What if we all carried a whistle and blew it, loud and hard, whenever someone threated to sexually exploit someone else? When someone is telling a joke that makes fun of women, whistle once — when someone is bragging about getting a girl to sleep with him against her will, whistle twice.
Without campaigns like these, how do we ever stop rape, sexual abuse and domestic violence? Since the 1970s, we have developed legal remedies, programs for perpetrators, services to help survivors recognize and avoid violence, and programs to help kids learn the warning signs of dangerous relationships. These are good – and: they are not enough. They don’t get through to the kids at that party in Steubenville, who joked about the rape in text messages and videos.
If we only focus on avoiding victimization, we will not end violence. It is going to take those of us who are in safe and respectful relationships to have the courage to step up, and to teach our children to step up.
Here is what we know: One out of four women will be a victim of sexual or domestic violence in her lifetime. Does that mean that one out of four men will abuse someone? Perhaps, but let’s flip that statistic: Three out of four men will never hurt an intimate partner. Safe, respectful people are the majority. Let’s use our power and influence for good. Let’s intervene.
The gang rape in Steubenville is an example of what happens when nobody intervenes. What if one person had intervened that night in Steubenville? What if someone told the guys that it wasn’t cool, and to stop? What if someone drove the young woman home? What if someone called the police? What if someone recognized that things were getting out of control and threw away all the alcohol? What if the entire community of Steubenville decided that never again in their town would such an atrocity happen?
What we need is to begin to build a culture of intervention and courage. A culture that says it’s OK to stand up to the football team, in the middle of a party, to prevent a crime from occurring.

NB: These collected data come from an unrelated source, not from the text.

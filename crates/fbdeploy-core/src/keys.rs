//! # Storage Key Layout
//!
//! Every key the deploy hooks touch is derived here, so that listing,
//! correlation, and activation agree on one layout:
//!
//! ```text
//! [<pathPrefix>/]<archivePrefix><revision>.zip     archive
//! [<pathPrefix>/]<manifestKey>                     pointer manifest
//! [<pathPrefix>/]<archiveName>                     uploaded archive
//! ```
//!
//! Parsing an archive key is the exact inverse of building one: a key is a
//! build archive iff it starts with the listing prefix and ends with `.zip`.
//! Whatever sits in between is the revision, even when it is empty.

use serde::{Deserialize, Serialize};

use crate::error::DeployError;

/// Manifest object name used when none is configured.
pub const DEFAULT_MANIFEST_KEY: &str = "fastboot-deploy-info.json";

/// Suffix shared by all build archives.
pub const ARCHIVE_SUFFIX: &str = ".zip";

/// Revision identifier embedded in an archive key, commonly a VCS short hash.
#[derive(Debug, Clone, PartialEq, Eq, Hash, PartialOrd, Ord, Serialize, Deserialize)]
#[serde(transparent)]
pub struct RevisionId(String);

impl RevisionId {
    /// Validate and wrap a revision identifier.
    ///
    /// Rejects empty or whitespace-only identifiers.
    pub fn new(revision: impl Into<String>) -> Result<Self, DeployError> {
        let revision = revision.into();
        if revision.trim().is_empty() {
            return Err(DeployError::InvalidRevision(revision));
        }
        Ok(Self(revision))
    }

    /// Wrap a revision captured from a stored archive key, as-is.
    pub(crate) fn from_archive_key(revision: &str) -> Self {
        Self(revision.to_string())
    }

    /// Borrow the identifier.
    pub fn as_str(&self) -> &str {
        &self.0
    }
}

impl std::fmt::Display for RevisionId {
    fn fmt(&self, f: &mut std::fmt::Formatter<'_>) -> std::fmt::Result {
        f.write_str(&self.0)
    }
}

/// Resolved key layout for one bucket namespace.
#[derive(Debug, Clone, PartialEq, Eq)]
pub struct KeyLayout {
    path_prefix: Option<String>,
    archive_prefix: String,
    manifest_key: String,
}

impl KeyLayout {
    /// Build a layout. An empty `path_prefix` means "bucket root"; trailing
    /// slashes on it are dropped so keys never contain `//`.
    pub fn new(
        archive_prefix: impl Into<String>,
        manifest_key: impl Into<String>,
        path_prefix: Option<&str>,
    ) -> Self {
        let path_prefix = path_prefix
            .map(|p| p.trim_end_matches('/'))
            .filter(|p| !p.is_empty())
            .map(str::to_string);
        Self {
            path_prefix,
            archive_prefix: archive_prefix.into(),
            manifest_key: manifest_key.into(),
        }
    }

    /// Configured path prefix, without the trailing delimiter.
    pub fn path_prefix(&self) -> Option<&str> {
        self.path_prefix.as_deref()
    }

    /// Configured archive prefix, without any path prefix.
    pub fn archive_prefix(&self) -> &str {
        &self.archive_prefix
    }

    fn prefixed(&self, key: &str) -> String {
        match &self.path_prefix {
            Some(prefix) => format!("{prefix}/{key}"),
            None => key.to_string(),
        }
    }

    /// Prefix passed to the object listing: `[<pathPrefix>/]<archivePrefix>`.
    pub fn listing_prefix(&self) -> String {
        self.prefixed(&self.archive_prefix)
    }

    /// Full key of a revision's archive.
    pub fn archive_key(&self, revision: &RevisionId) -> String {
        self.prefixed(&format!(
            "{}{}{ARCHIVE_SUFFIX}",
            self.archive_prefix,
            revision.as_str()
        ))
    }

    /// Full key of the pointer manifest.
    pub fn manifest_key(&self) -> String {
        self.prefixed(&self.manifest_key)
    }

    /// Full key an uploaded archive named `archive_name` is stored under.
    pub fn upload_key(&self, archive_name: &str) -> String {
        self.prefixed(archive_name)
    }

    /// Extract the revision from a full archive key.
    ///
    /// Returns `None` for anything that is not a build archive under this
    /// layout; callers treat that as "skip", never as a failure.
    pub fn parse_archive_key(&self, key: &str) -> Option<RevisionId> {
        let prefix = self.listing_prefix();
        let revision = key.strip_prefix(&prefix)?.strip_suffix(ARCHIVE_SUFFIX)?;
        Some(RevisionId::from_archive_key(revision))
    }
}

Could we build such a culture here in Austin? Could we stand up to our athletes, our heroes, if we saw them hurting women? I’d like to believe that in Austin, with our legacy of tolerance and respect for others – not to mention our great creative minds – we could figure out the right words to say, the right message to send, that would prevent sexual assault from happening.
And let’s Keep Austin Weird – and Safe for Women.